I rapporti con la mafia, secondo il suo racconto, non erano però solo regolati col denaro, «se c’erano richieste di assunzioni per i supermercati andavano esaudite»; segnalazioni di assunzioni, una quindicina in tutto, sono arrivate anche da parte di Messina Denaro, uno dei raccomandati per un paio di posti di lavoro per suoi familiari è stato anche Vito Mazzara, il killer, all’ergastolo, dell’agente di polizia penitenziaria Giuseppe Montalto, quell’agente ucciso l’antivigilia di Natale del 1995 davanti gli occhi della moglie e della figlia, quella morte fu, così raccontarono i pentiti, il “regalo di Natale” ai mafiosi detenuti al 41 bis.

Gli atti dell’indagine su Giuseppe Grigoli dicono che  Grigoli più che vittima sia diventato un socio di Messina Denaro. Tant’è che due mafiosi agrigentini, trovandosi a parlare di lui e di un tentativo di estorsione ricevono l’invito a fermarsi, «lui e Messina Denaro – furono avvertiti – sono la stessa cosa».
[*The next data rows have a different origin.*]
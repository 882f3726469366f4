use chrono::Utc;

use agm::models::agenda::{Agenda, Item, ItemKind, NewAgenda, VoteCounts, VoteResult};
use agm::models::attendance::{AttendanceRecord, AttendanceType, Ballot, Choice};
use agm::tally::{
    DeclarationDraft, MeetingStats, StatsCache, VoteField, assign_meeting_ids, auto_balance, compute_meeting_stats,
    compute_passage, compute_quorum, confirm_snapshot, edit_votes, effective_tally, generate_declaration,
    reset_snapshot, resolve_meeting_context, written_ballot_counts,
};

fn record(member_id: i64, meeting_id: i64, kind: AttendanceType) -> AttendanceRecord {
    AttendanceRecord {
        member_id,
        meeting_id,
        kind,
        proxy_name: None,
        votes: Vec::new(),
        checked_in_at: Utc::now(),
    }
}

fn stats(direct: u32, proxy: u32, written: u32) -> MeetingStats {
    MeetingStats {
        direct,
        proxy,
        written,
        total: direct + proxy + written,
    }
}

fn new_item(id: i64, kind: ItemKind) -> Item {
    NewAgenda::Item {
        kind,
        title: format!("Item {id}"),
        presentation_url: None,
        start_page: None,
    }
    .into_agenda(id, id as i32)
    .as_item()
    .cloned()
    .unwrap()
}

// ---------------------------------------------------------------------------
// Meeting stats
// ---------------------------------------------------------------------------

#[test]
fn test_stats_count_only_the_requested_meeting() {
    let records = vec![
        record(1, 10, AttendanceType::Direct),
        record(2, 10, AttendanceType::Proxy),
        record(3, 10, AttendanceType::Written),
        record(4, 10, AttendanceType::Direct),
        record(1, 20, AttendanceType::Written),
    ];

    let s = compute_meeting_stats(Some(10), &records);
    assert_eq!(s, stats(2, 1, 1));
    assert_eq!(s.total, s.direct + s.proxy + s.written);

    assert_eq!(compute_meeting_stats(Some(20), &records), stats(0, 0, 1));
    assert_eq!(compute_meeting_stats(None, &records), MeetingStats::default());
    assert_eq!(compute_meeting_stats(Some(99), &records), MeetingStats::default());
}

#[test]
fn test_stats_cache_recomputes_when_version_changes() {
    let mut records = vec![record(1, 10, AttendanceType::Direct)];
    let mut cache = StatsCache::default();

    assert_eq!(cache.get(Some(10), 1, &records).total, 1);
    records.push(record(2, 10, AttendanceType::Proxy));
    assert_eq!(cache.get(Some(10), 2, &records).total, 2);
    assert_eq!(cache.get(Some(20), 2, &records).total, 0);
}

#[test]
fn test_written_ballots_are_counted_per_item() {
    let mut a = record(1, 10, AttendanceType::Written);
    a.votes = vec![
        Ballot { agenda_id: 11, choice: Choice::Yes },
        Ballot { agenda_id: 12, choice: Choice::No },
    ];
    let mut b = record(2, 10, AttendanceType::Written);
    b.votes = vec![Ballot { agenda_id: 11, choice: Choice::Abstain }];
    let direct = record(3, 10, AttendanceType::Direct);

    let records = vec![a, b, direct];
    assert_eq!(written_ballot_counts(11, &records), VoteCounts::new(1, 0, 1));
    assert_eq!(written_ballot_counts(12, &records), VoteCounts::new(0, 1, 0));
    assert_eq!(written_ballot_counts(13, &records), VoteCounts::default());
}

// ---------------------------------------------------------------------------
// Quorum
// ---------------------------------------------------------------------------

#[test]
fn test_quorum_targets_round_up() {
    let q = compute_quorum(10, &stats(5, 0, 0), ItemKind::Majority);
    assert_eq!(q.quorum_target, 5);
    assert!(q.is_quorum_satisfied);
    assert_eq!(q.direct_target, 0);

    let q = compute_quorum(10, &stats(6, 0, 0), ItemKind::TwoThirds);
    assert_eq!(q.quorum_target, 7);
    assert!(!q.is_quorum_satisfied);

    let q = compute_quorum(11, &stats(0, 0, 0), ItemKind::Majority);
    assert_eq!(q.quorum_target, 6);
}

#[test]
fn test_election_needs_direct_attendance() {
    // 10 members: a fifth (2) must attend in person.
    let q = compute_quorum(10, &stats(1, 4, 5), ItemKind::Election);
    assert_eq!(q.direct_target, 2);
    assert!(!q.is_direct_satisfied);
    assert!(!q.is_quorum_satisfied, "total alone must not satisfy an election");

    let q = compute_quorum(10, &stats(2, 1, 2), ItemKind::Election);
    assert!(q.is_direct_satisfied);
    assert!(q.is_quorum_satisfied);

    // 11 members: ceil(11/5) = 3.
    assert_eq!(compute_quorum(11, &stats(0, 0, 0), ItemKind::Election).direct_target, 3);
}

#[test]
fn test_quorum_is_monotonic_in_attendance() {
    for kind in [ItemKind::Majority, ItemKind::TwoThirds, ItemKind::Election] {
        let mut was_satisfied = false;
        for direct in 0..=20 {
            let q = compute_quorum(20, &stats(direct, 0, 0), kind);
            assert!(!was_satisfied || q.is_quorum_satisfied, "{kind:?} lost quorum at {direct}");
            was_satisfied = q.is_quorum_satisfied;
        }
        assert!(was_satisfied);
    }
}

#[test]
fn test_quorum_target_grows_with_roster() {
    let mut previous = [0u32; 3];
    for n in 0..=60u32 {
        let majority = compute_quorum(n, &stats(0, 0, 0), ItemKind::Majority).quorum_target;
        let two_thirds = compute_quorum(n, &stats(0, 0, 0), ItemKind::TwoThirds).quorum_target;
        let election = compute_quorum(n, &stats(0, 0, 0), ItemKind::Election).direct_target;

        assert_eq!(majority, n.div_ceil(2), "majority target for {n}");
        assert_eq!(two_thirds, (2 * n).div_ceil(3), "two-thirds target for {n}");
        assert_eq!(election, n.div_ceil(5), "direct target for {n}");

        let current = [majority, two_thirds, election];
        for (now, before) in current.iter().zip(previous) {
            assert!(*now >= before, "target shrank when the roster grew to {n}");
        }
        previous = current;
    }
}

#[test]
fn test_larger_roster_never_creates_quorum() {
    let attending = stats(6, 2, 2);
    for kind in [ItemKind::Majority, ItemKind::TwoThirds, ItemKind::Election] {
        let mut was_satisfied = true;
        for n in 10..=40 {
            let q = compute_quorum(n, &attending, kind);
            assert!(was_satisfied || !q.is_quorum_satisfied, "{kind:?} regained quorum at {n} members");
            was_satisfied = q.is_quorum_satisfied;
        }
    }
}

#[test]
fn test_empty_roster_is_flagged() {
    let q = compute_quorum(0, &stats(0, 0, 0), ItemKind::Election);
    assert!(q.roster_empty);
    assert_eq!(q.quorum_target, 0);
    assert_eq!(q.direct_target, 0);
}

// ---------------------------------------------------------------------------
// Passage
// ---------------------------------------------------------------------------

#[test]
fn test_two_thirds_boundary() {
    assert!(compute_passage(7, 10, ItemKind::TwoThirds));
    assert!(!compute_passage(6, 10, ItemKind::TwoThirds));
    assert!(compute_passage(2, 3, ItemKind::TwoThirds));
    assert!(!compute_passage(1, 3, ItemKind::TwoThirds));
}

#[test]
fn test_majority_tie_fails() {
    assert!(!compute_passage(5, 10, ItemKind::Majority));
    assert!(compute_passage(6, 10, ItemKind::Majority));
    assert!(!compute_passage(5, 10, ItemKind::Election));
    assert!(compute_passage(6, 11, ItemKind::Election));
}

// ---------------------------------------------------------------------------
// Vote entry
// ---------------------------------------------------------------------------

#[test]
fn test_auto_balance_tracks_total() {
    let votes = auto_balance(VoteField::Yes, 60, 100, VoteCounts::default());
    assert_eq!(votes, VoteCounts::new(60, 40, 0));

    let votes = auto_balance(VoteField::Abstain, 10, 100, votes);
    assert_eq!(votes, VoteCounts::new(60, 30, 10));

    let votes = auto_balance(VoteField::No, 50, 100, votes);
    assert_eq!(votes, VoteCounts::new(40, 50, 10));
    assert_eq!(votes.sum(), 100);
}

#[test]
fn test_auto_balance_floors_at_zero() {
    let votes = auto_balance(VoteField::Yes, 120, 100, VoteCounts::new(0, 0, 5));
    assert_eq!(votes, VoteCounts::new(120, 0, 5));
}

#[test]
fn test_manual_entry_leaves_other_counters() {
    let votes = edit_votes(VoteField::Yes, 60, 100, VoteCounts::new(1, 2, 3), false);
    assert_eq!(votes, VoteCounts::new(60, 2, 3));
}

// ---------------------------------------------------------------------------
// Snapshots
// ---------------------------------------------------------------------------

#[test]
fn test_confirm_freezes_figures() {
    let mut item = new_item(2, ItemKind::Majority);
    item.votes = VoteCounts::new(6, 3, 1);

    let votes = item.votes;
    let snap = confirm_snapshot(&mut item, stats(8, 1, 1), votes, "declared".into(), Utc::now()).unwrap();
    assert_eq!(snap.result, VoteResult::Passed);
    assert!(item.is_confirmed());

    // Later check-ins and counter edits do not move the frozen figures.
    item.votes = VoteCounts::new(0, 10, 0);
    let tally = effective_tally(&item, stats(20, 5, 5));
    assert!(tally.frozen);
    assert_eq!(tally.stats.total, 10);
    assert_eq!(tally.votes, VoteCounts::new(6, 3, 1));
    assert_eq!(tally.result, VoteResult::Passed);
    assert_eq!(tally.declaration, "declared");
}

#[test]
fn test_second_confirm_is_rejected() {
    let mut item = new_item(2, ItemKind::Majority);
    let first = confirm_snapshot(&mut item, stats(1, 0, 0), VoteCounts::new(1, 0, 0), "a".into(), Utc::now()).unwrap();
    assert!(confirm_snapshot(&mut item, stats(9, 0, 0), VoteCounts::new(0, 9, 0), "b".into(), Utc::now()).is_err());
    assert_eq!(item.vote_snapshot.as_ref(), Some(&first));
}

#[test]
fn test_reset_returns_to_live_figures() {
    let mut item = new_item(2, ItemKind::TwoThirds);
    item.votes = VoteCounts::new(2, 8, 0);
    let votes = item.votes;
    confirm_snapshot(&mut item, stats(10, 0, 0), votes, String::new(), Utc::now()).unwrap();

    assert!(reset_snapshot(&mut item).is_some());
    assert!(reset_snapshot(&mut item).is_none());

    let tally = effective_tally(&item, stats(12, 0, 0));
    assert!(!tally.frozen);
    assert_eq!(tally.stats.total, 12);
    assert_eq!(tally.result, VoteResult::Failed);
    assert_eq!(tally.confirmed_at, None);
}

#[test]
fn test_reconfirming_same_figures_gives_same_snapshot() {
    let now = Utc::now();
    let live = stats(7, 2, 1);
    let votes = VoteCounts::new(7, 2, 1);
    for kind in [ItemKind::Majority, ItemKind::TwoThirds, ItemKind::Election] {
        let mut item = new_item(2, kind);
        item.votes = votes;

        let first = confirm_snapshot(&mut item, live, votes, "carried".into(), now).unwrap();
        let frozen = effective_tally(&item, stats(1, 0, 0));
        reset_snapshot(&mut item);
        let second = confirm_snapshot(&mut item, live, votes, "carried".into(), now).unwrap();

        assert_eq!(first, second);
        assert_eq!(first.stats, second.stats);
        assert_eq!(first.votes, second.votes);
        assert_eq!(first.result, second.result);
        assert_eq!(effective_tally(&item, stats(1, 0, 0)), frozen);
    }
}

// ---------------------------------------------------------------------------
// Meeting context
// ---------------------------------------------------------------------------

#[test]
fn test_items_belong_to_nearest_folder_above() {
    let mut list: Vec<Agenda> = vec![
        NewAgenda::Folder { title: "F1".into(), presentation_url: None }.into_agenda(1, 0),
        new_item_agenda(2, 1),
        new_item_agenda(3, 2),
        NewAgenda::Folder { title: "F4".into(), presentation_url: None }.into_agenda(4, 3),
        new_item_agenda(5, 4),
    ];
    assign_meeting_ids(&mut list);

    assert_eq!(resolve_meeting_context(&list, 1), Some(1));
    assert_eq!(resolve_meeting_context(&list, 2), Some(1));
    assert_eq!(resolve_meeting_context(&list, 3), Some(1));
    assert_eq!(resolve_meeting_context(&list, 4), Some(4));
    assert_eq!(resolve_meeting_context(&list, 5), Some(4));
    assert_eq!(list[4].as_item().unwrap().meeting_id, Some(4));
}

fn new_item_agenda(id: i64, order: i32) -> Agenda {
    NewAgenda::Item {
        kind: ItemKind::Majority,
        title: format!("I{id}"),
        presentation_url: None,
        start_page: None,
    }
    .into_agenda(id, order)
}

// ---------------------------------------------------------------------------
// Declarations
// ---------------------------------------------------------------------------

#[test]
fn test_declaration_states_outcome() {
    let passed = generate_declaration("Approve budget", VoteCounts::new(6, 3, 1), 10, ItemKind::Majority, true);
    assert!(passed.contains("Approve budget"));
    assert!(passed.contains("가결"));
    assert!(passed.contains("과반수"));

    let failed = generate_declaration("Amend bylaws", VoteCounts::new(6, 4, 0), 10, ItemKind::TwoThirds, false);
    assert!(failed.contains("부결"));
    assert!(failed.contains("2/3"));
}

#[test]
fn test_draft_stops_following_votes_in_manual_mode() {
    let mut draft = DeclarationDraft::default();
    assert!(draft.on_votes_changed("T", VoteCounts::new(6, 4, 0), 10, ItemKind::Majority, true, false));
    let generated = draft.text().to_string();

    draft.set_text("Chair's own wording");
    assert!(draft.is_manual());
    assert!(!draft.on_votes_changed("T", VoteCounts::new(2, 8, 0), 10, ItemKind::Majority, false, false));
    assert_eq!(draft.text(), "Chair's own wording");

    draft.end_manual_edit();
    assert!(draft.on_votes_changed("T", VoteCounts::new(6, 4, 0), 10, ItemKind::Majority, true, false));
    assert_eq!(draft.text(), generated);

    assert!(!draft.on_votes_changed("T", VoteCounts::new(1, 9, 0), 10, ItemKind::Majority, false, true));
}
Ma c’è anche altro. Una indagine finita archiviata a Catanzaro proprio contro Grigoli. C’è un filo che unisce la Sicilia alla Calabria, la mafia alla ‘ndragheta. E passa per i centri commerciali. La commissione nazionale antimafia della scorsa legislatura, presieduta da Francesco Forgione, occupandosi di ‘ndragheta si è ritrovata ad occuparsi anche di Giuseppe Grigoli. Analizzando lo spaccato di alcune società, in terra di Calabria, sono anche emersi i nomi di Giuseppe Grigoli, al pari di quello di Salvatore Scuto, imprenditore catanese, anche lui arrestato, e gestore del marchio Despar in Sicilia Orientale. La commissione nazionale antimafia ha accertato che su tutta questa vicenda, le cui indagini erano state sollecitate su impulso della Dna (direzione nazionale antimafia) e successivamente archiviate dall’ex procuratore di Catanzaro Mariano Lombardi. Adesso si sono aperti nuovi filoni di inchiesta.

Il retroscena. Quella di Trapani continua a mostrarsi come una mafia «regolatrice» di tanti mercati apparentemente leciti. Esistono energie imprenditoriali libere, ma resta l’idea che il blocco mafioso-imprenditoriale-politico sia l’unica maniera di fare impresa. Una battaglia dura? «È una battaglia più difficile – dice il presidente di Confindustria Sicilia Lo Bello – C’è l’imprenditore sano e quello colluso. Non c’è l’estorsore. L’imprenditore che paga il pizzo può convincersi a fare una scelta coraggiosa. Mentre l’imprenditore colluso ha già alle spalle una responsabilità penale maggiore, che è la stessa del mafioso. Esiste quindi questo legame forte e perciò lo schema da rompere  diventa molto più problematico. Ma non impossibile».